Start of Records for the exercise

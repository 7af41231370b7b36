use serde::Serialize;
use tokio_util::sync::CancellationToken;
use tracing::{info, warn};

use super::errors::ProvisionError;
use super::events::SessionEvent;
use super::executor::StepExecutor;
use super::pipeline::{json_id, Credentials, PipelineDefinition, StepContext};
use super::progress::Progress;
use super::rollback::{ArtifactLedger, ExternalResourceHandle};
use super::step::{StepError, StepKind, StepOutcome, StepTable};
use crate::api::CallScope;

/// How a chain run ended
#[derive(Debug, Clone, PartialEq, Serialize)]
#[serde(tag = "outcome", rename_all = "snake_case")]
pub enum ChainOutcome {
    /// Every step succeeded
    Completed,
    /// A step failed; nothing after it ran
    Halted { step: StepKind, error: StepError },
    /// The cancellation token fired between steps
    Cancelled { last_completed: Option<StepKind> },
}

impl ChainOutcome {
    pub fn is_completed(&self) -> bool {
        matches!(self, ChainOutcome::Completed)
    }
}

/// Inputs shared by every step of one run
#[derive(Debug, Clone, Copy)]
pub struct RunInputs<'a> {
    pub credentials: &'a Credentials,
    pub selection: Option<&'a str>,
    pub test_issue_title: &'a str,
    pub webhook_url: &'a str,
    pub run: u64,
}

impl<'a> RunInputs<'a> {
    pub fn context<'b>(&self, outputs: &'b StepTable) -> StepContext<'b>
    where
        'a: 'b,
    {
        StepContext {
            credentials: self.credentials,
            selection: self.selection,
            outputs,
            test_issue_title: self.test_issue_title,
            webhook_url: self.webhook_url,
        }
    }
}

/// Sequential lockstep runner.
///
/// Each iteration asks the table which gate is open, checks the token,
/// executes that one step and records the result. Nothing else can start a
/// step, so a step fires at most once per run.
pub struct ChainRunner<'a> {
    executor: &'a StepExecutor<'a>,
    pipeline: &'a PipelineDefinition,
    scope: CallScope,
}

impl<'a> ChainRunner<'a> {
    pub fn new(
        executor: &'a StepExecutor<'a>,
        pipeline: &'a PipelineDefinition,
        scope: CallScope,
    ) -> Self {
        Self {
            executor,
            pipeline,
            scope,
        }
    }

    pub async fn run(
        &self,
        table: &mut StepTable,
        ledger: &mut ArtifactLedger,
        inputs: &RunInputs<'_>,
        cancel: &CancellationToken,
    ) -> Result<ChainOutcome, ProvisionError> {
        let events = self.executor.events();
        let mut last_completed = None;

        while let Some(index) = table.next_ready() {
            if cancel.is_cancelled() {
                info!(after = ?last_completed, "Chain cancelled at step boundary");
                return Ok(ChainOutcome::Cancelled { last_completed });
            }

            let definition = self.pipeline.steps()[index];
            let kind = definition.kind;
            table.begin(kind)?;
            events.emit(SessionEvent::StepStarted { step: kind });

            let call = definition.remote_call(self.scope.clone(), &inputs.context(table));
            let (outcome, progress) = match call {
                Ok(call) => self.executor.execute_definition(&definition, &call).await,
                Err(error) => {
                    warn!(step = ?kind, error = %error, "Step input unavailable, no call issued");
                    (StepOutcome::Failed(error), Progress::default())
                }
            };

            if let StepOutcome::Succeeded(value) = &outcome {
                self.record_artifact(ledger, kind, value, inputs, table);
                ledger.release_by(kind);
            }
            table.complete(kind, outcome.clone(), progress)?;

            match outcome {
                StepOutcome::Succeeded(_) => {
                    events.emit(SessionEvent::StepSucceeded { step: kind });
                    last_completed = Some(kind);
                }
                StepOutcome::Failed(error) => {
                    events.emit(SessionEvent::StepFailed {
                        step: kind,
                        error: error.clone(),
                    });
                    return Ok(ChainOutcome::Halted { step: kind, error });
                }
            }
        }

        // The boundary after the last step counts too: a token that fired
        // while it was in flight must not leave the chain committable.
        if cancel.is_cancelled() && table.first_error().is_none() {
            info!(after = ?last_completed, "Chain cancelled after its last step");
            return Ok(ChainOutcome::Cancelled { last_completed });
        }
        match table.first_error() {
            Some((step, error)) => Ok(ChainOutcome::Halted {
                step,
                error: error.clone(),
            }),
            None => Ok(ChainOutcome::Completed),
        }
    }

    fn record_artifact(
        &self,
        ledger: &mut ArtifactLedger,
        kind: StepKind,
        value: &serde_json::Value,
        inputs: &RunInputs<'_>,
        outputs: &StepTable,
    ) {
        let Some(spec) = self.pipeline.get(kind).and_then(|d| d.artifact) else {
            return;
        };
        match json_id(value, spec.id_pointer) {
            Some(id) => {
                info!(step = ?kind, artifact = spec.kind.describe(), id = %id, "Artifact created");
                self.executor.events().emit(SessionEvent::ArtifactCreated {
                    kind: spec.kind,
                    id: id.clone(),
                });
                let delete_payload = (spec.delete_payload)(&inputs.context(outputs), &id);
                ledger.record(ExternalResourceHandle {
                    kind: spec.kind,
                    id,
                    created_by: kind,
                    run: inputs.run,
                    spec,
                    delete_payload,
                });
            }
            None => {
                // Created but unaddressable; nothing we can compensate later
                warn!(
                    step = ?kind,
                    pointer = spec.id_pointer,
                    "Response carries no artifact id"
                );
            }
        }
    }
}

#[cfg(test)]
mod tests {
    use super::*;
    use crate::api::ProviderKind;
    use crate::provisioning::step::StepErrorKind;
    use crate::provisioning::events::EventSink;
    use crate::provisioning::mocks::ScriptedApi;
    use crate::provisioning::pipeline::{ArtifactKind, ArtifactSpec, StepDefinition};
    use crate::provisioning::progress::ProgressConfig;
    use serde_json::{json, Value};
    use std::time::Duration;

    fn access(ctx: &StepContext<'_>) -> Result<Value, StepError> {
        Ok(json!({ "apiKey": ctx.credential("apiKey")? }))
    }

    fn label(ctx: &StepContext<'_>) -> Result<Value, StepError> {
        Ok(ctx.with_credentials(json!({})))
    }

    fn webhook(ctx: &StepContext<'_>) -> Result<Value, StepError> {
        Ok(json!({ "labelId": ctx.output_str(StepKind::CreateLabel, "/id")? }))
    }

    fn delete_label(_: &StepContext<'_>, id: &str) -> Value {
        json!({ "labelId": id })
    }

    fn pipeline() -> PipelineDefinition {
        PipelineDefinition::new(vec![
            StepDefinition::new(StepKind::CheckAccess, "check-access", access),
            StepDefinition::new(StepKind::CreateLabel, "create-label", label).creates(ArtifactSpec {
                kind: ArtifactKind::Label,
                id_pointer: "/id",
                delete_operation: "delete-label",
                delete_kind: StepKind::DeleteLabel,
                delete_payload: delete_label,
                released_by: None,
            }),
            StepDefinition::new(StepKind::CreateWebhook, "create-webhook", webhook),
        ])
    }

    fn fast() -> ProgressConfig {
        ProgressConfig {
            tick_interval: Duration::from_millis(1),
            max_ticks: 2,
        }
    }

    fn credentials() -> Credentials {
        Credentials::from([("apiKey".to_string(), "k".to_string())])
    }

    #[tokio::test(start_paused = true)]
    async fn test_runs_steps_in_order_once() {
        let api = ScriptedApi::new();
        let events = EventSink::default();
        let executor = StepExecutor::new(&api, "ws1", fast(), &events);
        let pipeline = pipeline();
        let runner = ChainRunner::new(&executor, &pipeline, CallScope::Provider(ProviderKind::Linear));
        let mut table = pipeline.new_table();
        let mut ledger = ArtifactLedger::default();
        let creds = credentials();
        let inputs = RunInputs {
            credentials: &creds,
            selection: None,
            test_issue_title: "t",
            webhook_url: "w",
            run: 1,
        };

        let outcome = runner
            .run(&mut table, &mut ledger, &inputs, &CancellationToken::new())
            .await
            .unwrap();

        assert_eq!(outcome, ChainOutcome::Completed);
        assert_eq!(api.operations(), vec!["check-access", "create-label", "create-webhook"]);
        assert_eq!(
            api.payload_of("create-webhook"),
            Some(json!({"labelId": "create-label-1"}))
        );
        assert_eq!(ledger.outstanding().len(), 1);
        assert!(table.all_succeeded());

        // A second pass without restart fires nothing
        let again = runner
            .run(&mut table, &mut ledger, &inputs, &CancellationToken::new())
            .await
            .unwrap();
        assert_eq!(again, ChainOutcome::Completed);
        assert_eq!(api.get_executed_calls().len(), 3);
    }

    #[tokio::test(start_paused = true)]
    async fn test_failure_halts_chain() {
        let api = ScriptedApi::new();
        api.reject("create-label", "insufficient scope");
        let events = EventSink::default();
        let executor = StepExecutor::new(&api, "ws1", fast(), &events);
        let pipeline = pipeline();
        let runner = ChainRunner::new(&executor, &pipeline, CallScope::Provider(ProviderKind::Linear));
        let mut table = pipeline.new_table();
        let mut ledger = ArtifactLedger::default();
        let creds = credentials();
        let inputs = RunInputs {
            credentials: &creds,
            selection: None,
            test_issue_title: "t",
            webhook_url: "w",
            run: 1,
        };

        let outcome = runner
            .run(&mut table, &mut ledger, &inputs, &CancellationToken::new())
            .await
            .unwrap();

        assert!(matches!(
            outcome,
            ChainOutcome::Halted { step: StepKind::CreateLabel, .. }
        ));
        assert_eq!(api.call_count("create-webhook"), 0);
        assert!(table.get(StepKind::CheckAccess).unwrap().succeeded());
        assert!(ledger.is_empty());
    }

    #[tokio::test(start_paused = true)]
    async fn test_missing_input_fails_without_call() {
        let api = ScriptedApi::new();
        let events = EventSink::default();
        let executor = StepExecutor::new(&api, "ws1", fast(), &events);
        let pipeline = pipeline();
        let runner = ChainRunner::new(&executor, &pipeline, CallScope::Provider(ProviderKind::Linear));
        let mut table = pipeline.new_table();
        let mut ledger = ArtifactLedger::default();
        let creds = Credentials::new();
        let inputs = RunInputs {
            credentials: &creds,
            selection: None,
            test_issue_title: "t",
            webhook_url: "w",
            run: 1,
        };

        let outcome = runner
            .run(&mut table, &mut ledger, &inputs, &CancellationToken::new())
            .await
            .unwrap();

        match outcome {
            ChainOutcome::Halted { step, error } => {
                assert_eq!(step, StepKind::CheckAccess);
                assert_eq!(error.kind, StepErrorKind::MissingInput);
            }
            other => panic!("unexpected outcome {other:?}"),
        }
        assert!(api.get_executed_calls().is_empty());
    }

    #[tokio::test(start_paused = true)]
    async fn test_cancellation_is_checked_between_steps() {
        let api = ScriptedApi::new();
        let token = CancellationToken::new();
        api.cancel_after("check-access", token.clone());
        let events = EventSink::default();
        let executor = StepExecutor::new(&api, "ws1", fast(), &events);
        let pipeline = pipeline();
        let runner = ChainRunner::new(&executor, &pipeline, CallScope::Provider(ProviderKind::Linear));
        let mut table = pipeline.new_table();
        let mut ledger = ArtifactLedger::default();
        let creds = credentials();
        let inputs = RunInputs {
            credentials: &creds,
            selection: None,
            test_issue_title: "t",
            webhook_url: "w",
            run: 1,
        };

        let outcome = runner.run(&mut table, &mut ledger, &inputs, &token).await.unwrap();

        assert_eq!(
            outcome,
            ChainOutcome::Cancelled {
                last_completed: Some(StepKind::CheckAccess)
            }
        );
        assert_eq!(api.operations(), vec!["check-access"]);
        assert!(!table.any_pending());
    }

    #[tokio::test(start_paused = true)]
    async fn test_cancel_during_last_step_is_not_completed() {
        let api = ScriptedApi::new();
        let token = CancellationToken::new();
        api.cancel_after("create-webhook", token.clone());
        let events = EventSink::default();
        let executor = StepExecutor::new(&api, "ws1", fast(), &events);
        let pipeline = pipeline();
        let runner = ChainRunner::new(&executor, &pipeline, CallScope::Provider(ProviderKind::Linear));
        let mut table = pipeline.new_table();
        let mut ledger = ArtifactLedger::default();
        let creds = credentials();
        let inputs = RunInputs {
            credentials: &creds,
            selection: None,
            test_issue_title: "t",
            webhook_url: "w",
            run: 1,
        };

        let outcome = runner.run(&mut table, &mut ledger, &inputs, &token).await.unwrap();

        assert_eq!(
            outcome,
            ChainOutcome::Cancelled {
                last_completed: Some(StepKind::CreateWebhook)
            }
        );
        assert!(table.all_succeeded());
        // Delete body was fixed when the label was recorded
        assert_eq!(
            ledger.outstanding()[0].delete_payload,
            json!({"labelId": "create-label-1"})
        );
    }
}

End of Records for the exercise

Problem requirements
Using the records above, select and copy every line that has the word "impl".

Solution to this task
impl ChainOutcome {
impl<'a> RunInputs<'a> {
impl<'a> ChainRunner<'a> {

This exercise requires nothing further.